*Prompt*: What number of lines in the material contain the word "backend"? Give that number alone.

*Dataset entries*:
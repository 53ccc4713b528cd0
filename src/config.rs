use std::time::Duration;

use serde::Deserialize;
use thiserror::Error;
use wasm_bindgen::JsValue;

/// Name of the optional global the hosting page sets to override defaults.
pub const CONFIG_GLOBAL: &str = "__FOODBOOK_CONFIG__";

#[derive(Debug, Error)]
pub enum ConfigError {
    #[error("Config error: {0}")]
    Invalid(String),
}

/// Runtime settings. Every field has a default, so a partial override is fine.
#[derive(Debug, Clone, PartialEq, Eq, Deserialize)]
#[serde(default, rename_all = "camelCase")]
pub struct AppConfig {
    /// Prefix for backend paths; empty means same origin.
    pub api_base: String,
    /// Where unauthenticated users are sent.
    pub login_path: String,
    pub auth_redirect_delay_ms: u64,
    pub toast_duration_ms: u64,
    /// `EnvFilter` directive, e.g. `"info"` or `"foodbook=debug"`.
    pub log_level: String,
}

impl Default for AppConfig {
    fn default() -> Self {
        Self {
            api_base: String::new(),
            login_path: "/api/login".to_string(),
            auth_redirect_delay_ms: 500,
            toast_duration_ms: 4000,
            log_level: "info".to_string(),
        }
    }
}

impl AppConfig {
    pub fn auth_redirect_delay(&self) -> Duration {
        Duration::from_millis(self.auth_redirect_delay_ms)
    }

    pub fn toast_duration(&self) -> Duration {
        Duration::from_millis(self.toast_duration_ms)
    }

    #[cfg(test)]
    pub fn from_json(json: &str) -> Result<Self, ConfigError> {
        serde_json::from_str(json).map_err(|e| ConfigError::Invalid(e.to_string()))
    }

    pub fn from_js(value: JsValue) -> Result<Self, ConfigError> {
        serde_wasm_bindgen::from_value(value).map_err(|e| ConfigError::Invalid(e.to_string()))
    }

    /// Read `window.__FOODBOOK_CONFIG__`. Absent means defaults.
    pub fn load() -> Result<Self, ConfigError> {
        let Some(window) = web_sys::window() else {
            return Ok(Self::default());
        };
        let value = js_sys::Reflect::get(&window, &JsValue::from_str(CONFIG_GLOBAL))
            .map_err(|e| ConfigError::Invalid(format!("{:?}", e)))?;
        if value.is_undefined() || value.is_null() {
            return Ok(Self::default());
        }
        Self::from_js(value)
    }
}

#[cfg(test)]
mod tests {
    use super::*;

    #[test]
    fn test_defaults() {
        let config = AppConfig::default();
        assert_eq!(config.login_path, "/api/login");
        assert_eq!(config.auth_redirect_delay(), Duration::from_millis(500));
        assert_eq!(config.api_base, "");
    }

    #[test]
    fn test_partial_override_keeps_defaults() {
        let config = AppConfig::from_json(r#"{"apiBase":"https://api.example.com","logLevel":"debug"}"#)
            .unwrap();
        assert_eq!(config.api_base, "https://api.example.com");
        assert_eq!(config.log_level, "debug");
        assert_eq!(config.login_path, "/api/login");
        assert_eq!(config.toast_duration_ms, 4000);
    }

    #[test]
    fn test_malformed_config_is_an_error() {
        let err = AppConfig::from_json(r#"{"authRedirectDelayMs":"soon"}"#).unwrap_err();
        assert!(err.to_string().starts_with("Config error"));
    }
}
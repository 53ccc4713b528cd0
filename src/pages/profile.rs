use std::rc::Rc;

use leptos::prelude::*;
use wasm_bindgen_futures::spawn_local;

use crate::app::AppContext;
use crate::browser::FetchClient;
use crate::components::avatar::Avatar;
use crate::components::bottom_nav::BottomNav;
use crate::components::recipe_card::RecipeCard;
use crate::components::status_screen::{LoadingScreen, LoginPrompt};
use crate::query_cache::CacheEvent;
use crate::view_state::auth::AuthGate;
use crate::view_state::profile::{ProfileController, RecipeList};

type Controller = StoredValue<Rc<ProfileController<FetchClient>>, LocalStorage>;

#[component]
pub fn ProfilePage() -> impl IntoView {
    let ctx = expect_context::<AppContext>();
    let revision = RwSignal::new(0u64);
    let services = ctx.services.get_value();
    let cache = services.cache.clone();
    let controller: Controller = StoredValue::new_local(Rc::new(ProfileController::new(
        services,
        move || {
            revision.try_update(|r| *r += 1);
        },
    )));

    // Mirror every session change into the controller.
    Effect::new(move |_| {
        let session = ctx.session.get();
        let Some(c) = controller.try_get_value() else {
            return;
        };
        spawn_local(async move { c.sync_session(session).await });
    });

    // Stale entries are read again. A clear only happens on logout, which leaves the page.
    let subscription = cache.subscribe(move |event| {
        if !matches!(event, CacheEvent::Invalidated(_)) {
            return;
        }
        let Some(c) = controller.try_get_value() else {
            return;
        };
        spawn_local(async move { c.refresh().await });
    });

    on_cleanup(move || {
        controller.try_with_value(|c| c.teardown());
        ctx.services.try_with_value(|s| s.cache.unsubscribe(subscription));
    });

    let loading = Memo::new(move |_| {
        revision.track();
        controller.try_with_value(|c| c.is_loading()).unwrap_or(true)
    });
    let gate = Memo::new(move |_| AuthGate::from_session(&ctx.session.get()));

    move || {
        if gate.get() == AuthGate::LoginRequired {
            return view! { <LoginPrompt message="Sign in to see your profile and recipes." /> }
                .into_any();
        }
        if loading.get() {
            return view! { <LoadingScreen /> }.into_any();
        }
        view! { <ProfileContent controller=controller revision=revision /> }.into_any()
    }
}

#[component]
fn ProfileContent(controller: Controller, revision: RwSignal<u64>) -> impl IntoView {
    let profile = move || {
        revision.track();
        controller.try_with_value(|c| c.view()).flatten()
    };

    let on_logout = move |_| {
        let Some(c) = controller.try_get_value() else {
            return;
        };
        spawn_local(async move { c.logout().await });
    };

    move || {
        let Some(summary) = profile() else {
            return view! { <LoadingScreen /> }.into_any();
        };

        let name = summary.display_name.clone();
        let recipes = match summary.recipes {
            RecipeList::Empty => view! {
                <div class="empty-state">
                    <p>"You haven't shared any recipes yet."</p>
                    <a href="/create" class="btn btn-primary">"Create your first recipe"</a>
                </div>
            }
            .into_any(),
            RecipeList::Cards(cards) => view! {
                <div class="recipe-list">
                    {cards.into_iter().map(|card| view! { <RecipeCard card=card /> }).collect_view()}
                </div>
            }
            .into_any(),
        };

        view! {
            <div class="page profile-page">
                <section class="profile-header">
                    <Avatar
                        image_url=summary.avatar_url
                        initials=summary.initials
                        alt=name
                    />
                    <h2 class="profile-name">{summary.display_name}</h2>
                    {summary.email.map(|email| view! { <p class="profile-email">{email}</p> })}
                    {summary.bio.map(|bio| view! { <p class="profile-bio">{bio}</p> })}

                    <div class="profile-stats">
                        <div class="stat">
                            <span class="stat-value">{summary.recipe_count}</span>
                            <span class="stat-label">"Recipes"</span>
                        </div>
                        <div class="stat">
                            <span class="stat-value">{summary.followers}</span>
                            <span class="stat-label">"Followers"</span>
                        </div>
                        <div class="stat">
                            <span class="stat-value">{summary.following}</span>
                            <span class="stat-label">"Following"</span>
                        </div>
                    </div>

                    <div class="profile-actions">
                        // Profile editing has no screen yet.
                        <button class="btn btn-secondary" on:click=|_| {}>"Edit Profile"</button>
                        <button class="btn btn-ghost" on:click=on_logout>"Logout"</button>
                    </div>
                </section>

                <section class="profile-recipes">
                    <h3>"My Recipes"</h3>
                    {summary.load_error.map(|e| view! { <p class="form-error">{format!("Couldn't load recipes: {}", e)}</p> })}
                    {recipes}
                </section>
            </div>
            <BottomNav />
        }
        .into_any()
    }
}
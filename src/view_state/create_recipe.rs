//! State and request lifecycle of the create-recipe screen.
//!
//! The controller owns the draft, runs at most one image upload and at most one
//! create request at a time, and reports every change through `on_change` so the
//! view can re-render.

use std::cell::RefCell;

use thiserror::Error;
use tracing::{debug, info, warn};

use crate::api;
use crate::error::ApiError;
use crate::models::{Difficulty, RecipeField, RecipeFields, RecipeSummary};
use crate::query_cache::QueryKey;
use crate::services::{FileLike, Lifetime, RequestClient, Services, Toast};
use crate::validation::{self, FieldErrors};
use crate::view_state::auth::{react_to_unauthorized, PendingRedirects};
use crate::view_state::upload::{check_selection, UploadFailure, UploadOutcome, UploadPhase};

#[derive(Debug, Clone, Default, PartialEq, Eq)]
pub struct CreateRecipeState {
    pub fields: RecipeFields,
    /// UI-only selection, merged into the payload after validation.
    pub difficulty: Difficulty,
    pub image_url: Option<String>,
    pub errors: FieldErrors,
    pub upload: UploadPhase,
    pub submitting: bool,
    /// Set by the first submit attempt; from then on edits re-validate their field.
    pub submit_attempted: bool,
}

#[derive(Debug, Error)]
pub enum SubmitError {
    #[error("A submission is already in flight")]
    InFlight,

    #[error("{} field(s) need attention", .0.len())]
    Invalid(FieldErrors),

    #[error("Not signed in")]
    Unauthorized,

    #[error(transparent)]
    Api(ApiError),
}

pub struct CreateRecipeController<C: RequestClient> {
    services: Services<C>,
    state: RefCell<CreateRecipeState>,
    lifetime: Lifetime,
    redirects: PendingRedirects,
    on_change: Box<dyn Fn()>,
}

impl<C: RequestClient> CreateRecipeController<C> {
    pub fn new(services: Services<C>, on_change: impl Fn() + 'static) -> Self {
        Self {
            services,
            state: RefCell::new(CreateRecipeState::default()),
            lifetime: Lifetime::new(),
            redirects: PendingRedirects::default(),
            on_change: Box::new(on_change),
        }
    }

    pub fn state(&self) -> CreateRecipeState {
        self.state.borrow().clone()
    }

    pub fn is_submitting(&self) -> bool {
        self.state.borrow().submitting
    }

    pub fn submit_label(&self) -> &'static str {
        if self.is_submitting() {
            "Publishing..."
        } else {
            "Post"
        }
    }

    pub fn set_field(&self, field: RecipeField, value: String) {
        self.update(|s| {
            s.fields.set(field, value);
            if s.submit_attempted {
                let message = validation::validate_field(&s.fields, field);
                s.errors.set(field, message);
            }
        });
    }

    pub fn select_difficulty(&self, difficulty: Difficulty) {
        self.update(|s| s.difficulty = difficulty);
    }

    /// Detach the image from the draft. The stored object is left in place.
    pub fn remove_image(&self) {
        self.update(|s| s.image_url = None);
    }

    /// Leave the screen without saving; the draft is discarded.
    pub fn close(&self) {
        self.services.navigator.navigate("/");
    }

    /// Attach an image: check limits, obtain an upload URL, PUT the file, remember the URL.
    pub async fn attach_image(&self, files: Vec<C::File>) -> UploadOutcome {
        if !self.lifetime.is_alive() {
            return UploadOutcome::Cancelled;
        }
        if self.state.borrow().upload.is_busy() {
            debug!("Ignoring image selection while an upload is running");
            self.services.toasts.show(Toast::error(
                "Upload In Progress",
                "Please wait for the current image to finish uploading.",
            ));
            return UploadOutcome::Failure(UploadFailure::InProgress);
        }

        let file = match check_selection(&files) {
            Ok(Some(file)) => file,
            Ok(None) => return UploadOutcome::Cancelled,
            Err(failure) => {
                warn!("Image rejected: {}", failure);
                self.services
                    .toasts
                    .show(Toast::error("Image Not Added", failure.to_string()));
                return UploadOutcome::Failure(failure);
            }
        };

        self.update(|s| s.upload = UploadPhase::RequestingTarget);
        let client = &*self.services.client;

        let target = match api::request_upload_target(client).await {
            Ok(target) => target,
            Err(e) => {
                if !self.lifetime.is_alive() {
                    return UploadOutcome::Cancelled;
                }
                self.update(|s| s.upload = UploadPhase::Idle);
                if e.is_unauthorized() {
                    react_to_unauthorized(&self.services, &self.lifetime, &self.redirects);
                    return UploadOutcome::Failure(UploadFailure::Unauthorized);
                }
                warn!("Failed to get upload URL: {}", e);
                self.services.toasts.show(Toast::error(
                    "Upload Error",
                    "Failed to get upload URL. Please try again.",
                ));
                return UploadOutcome::Failure(UploadFailure::TargetUnavailable(e.to_string()));
            }
        };

        if !self.lifetime.is_alive() {
            return UploadOutcome::Cancelled;
        }
        self.update(|s| {
            s.upload = UploadPhase::Transferring {
                file_name: file.name(),
            }
        });

        if let Err(e) = api::upload_file(client, &target, file).await {
            if !self.lifetime.is_alive() {
                return UploadOutcome::Cancelled;
            }
            self.update(|s| s.upload = UploadPhase::Idle);
            warn!("Image transfer failed: {}", e);
            self.services.toasts.show(Toast::error(
                "Upload Error",
                "Failed to upload image. Please try again.",
            ));
            return UploadOutcome::Failure(UploadFailure::TransferFailed(e.to_string()));
        }

        if !self.lifetime.is_alive() {
            return UploadOutcome::Cancelled;
        }
        let url = target.upload_url;
        self.update(|s| {
            s.upload = UploadPhase::Idle;
            s.image_url = Some(url.clone());
        });
        info!("Recipe image uploaded");
        self.services.toasts.show(Toast::info(
            "Image Uploaded",
            "Your recipe image has been uploaded successfully.",
        ));
        UploadOutcome::Success(url)
    }

    /// Validate, then publish. At most one request is in flight per controller.
    /// `Ok(None)` means the backend accepted the recipe without echoing it back.
    pub async fn submit(&self) -> Result<Option<RecipeSummary>, SubmitError> {
        if self.is_submitting() {
            debug!("Ignoring submit while a previous one is in flight");
            return Err(SubmitError::InFlight);
        }

        let validated = {
            let state = self.state.borrow();
            validation::validate(&state.fields)
                .map(|fields| fields.into_recipe(state.difficulty, state.image_url.clone()))
        };
        let recipe = match validated {
            Ok(recipe) => recipe,
            Err(errors) => {
                self.update(|s| {
                    s.errors = errors.clone();
                    s.submit_attempted = true;
                });
                return Err(SubmitError::Invalid(errors));
            }
        };

        self.update(|s| {
            s.errors = FieldErrors::default();
            s.submit_attempted = true;
            s.submitting = true;
        });
        info!("Publishing recipe '{}'", recipe.title);

        let result = api::create_recipe(&*self.services.client, &recipe).await;
        let alive = self.lifetime.is_alive();
        self.update(|s| s.submitting = false);

        match result {
            Ok(created) => {
                if alive {
                    self.services.toasts.show(Toast::info(
                        "Recipe Created!",
                        "Your recipe has been published successfully.",
                    ));
                }
                // The backend changed whether or not this view is still mounted.
                self.services.cache.invalidate(&QueryKey::recipes());
                self.services.cache.invalidate(&QueryKey::new(["users"]));
                if alive {
                    self.services.navigator.navigate("/");
                }
                Ok(created)
            }
            Err(e) if e.is_unauthorized() => {
                if alive {
                    react_to_unauthorized(&self.services, &self.lifetime, &self.redirects);
                }
                Err(SubmitError::Unauthorized)
            }
            Err(e) => {
                warn!("Failed to create recipe: {}", e);
                if alive {
                    self.services.toasts.show(Toast::error(
                        "Error",
                        "Failed to create recipe. Please try again.",
                    ));
                }
                Err(SubmitError::Api(e))
            }
        }
    }

    /// The view is going away: drop pending redirects and ignore late responses.
    pub fn teardown(&self) {
        self.lifetime.end();
        self.redirects.cancel_all();
    }

    fn update(&self, f: impl FnOnce(&mut CreateRecipeState)) {
        if !self.lifetime.is_alive() {
            return;
        }
        f(&mut self.state.borrow_mut());
        (self.on_change)();
    }
}
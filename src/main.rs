mod api;
mod app;
mod browser;
mod components;
mod config;
mod error;
mod logging;
mod models;
mod pages;
mod query_cache;
mod services;
mod session;
#[cfg(test)]
mod testing;
mod validation;
mod view_state;

use app::App;
use config::AppConfig;
use leptos::prelude::*;

fn main() {
    let (config, config_error) = match AppConfig::load() {
        Ok(config) => (config, None),
        Err(e) => (AppConfig::default(), Some(e)),
    };

    logging::init(&config.log_level);
    if let Some(e) = config_error {
        tracing::warn!("Ignoring page config, using defaults: {}", e);
    }
    tracing::info!("Starting FoodBook client");

    leptos::mount::mount_to_body(move || view! { <App config=config /> });
}
use leptos::prelude::*;

use crate::models::Difficulty;

/// Exclusive easy/medium/hard selector.
#[component]
pub fn DifficultyToggle(
    #[prop(into)] selected: Signal<Difficulty>,
    #[prop(into)] on_select: Callback<Difficulty>,
) -> impl IntoView {
    view! {
        <div class="difficulty-toggle" role="radiogroup" aria-label="Difficulty">
            {Difficulty::ALL
                .into_iter()
                .map(|difficulty| {
                    view! {
                        <button
                            type="button"
                            role="radio"
                            class="difficulty-option"
                            class:difficulty-option-active=move || selected.get() == difficulty
                            aria-checked=move || (selected.get() == difficulty).to_string()
                            on:click=move |_| on_select.run(difficulty)
                        >
                            {difficulty.label()}
                        </button>
                    }
                })
                .collect_view()}
        </div>
    }
}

*Solution for this exercise*: 3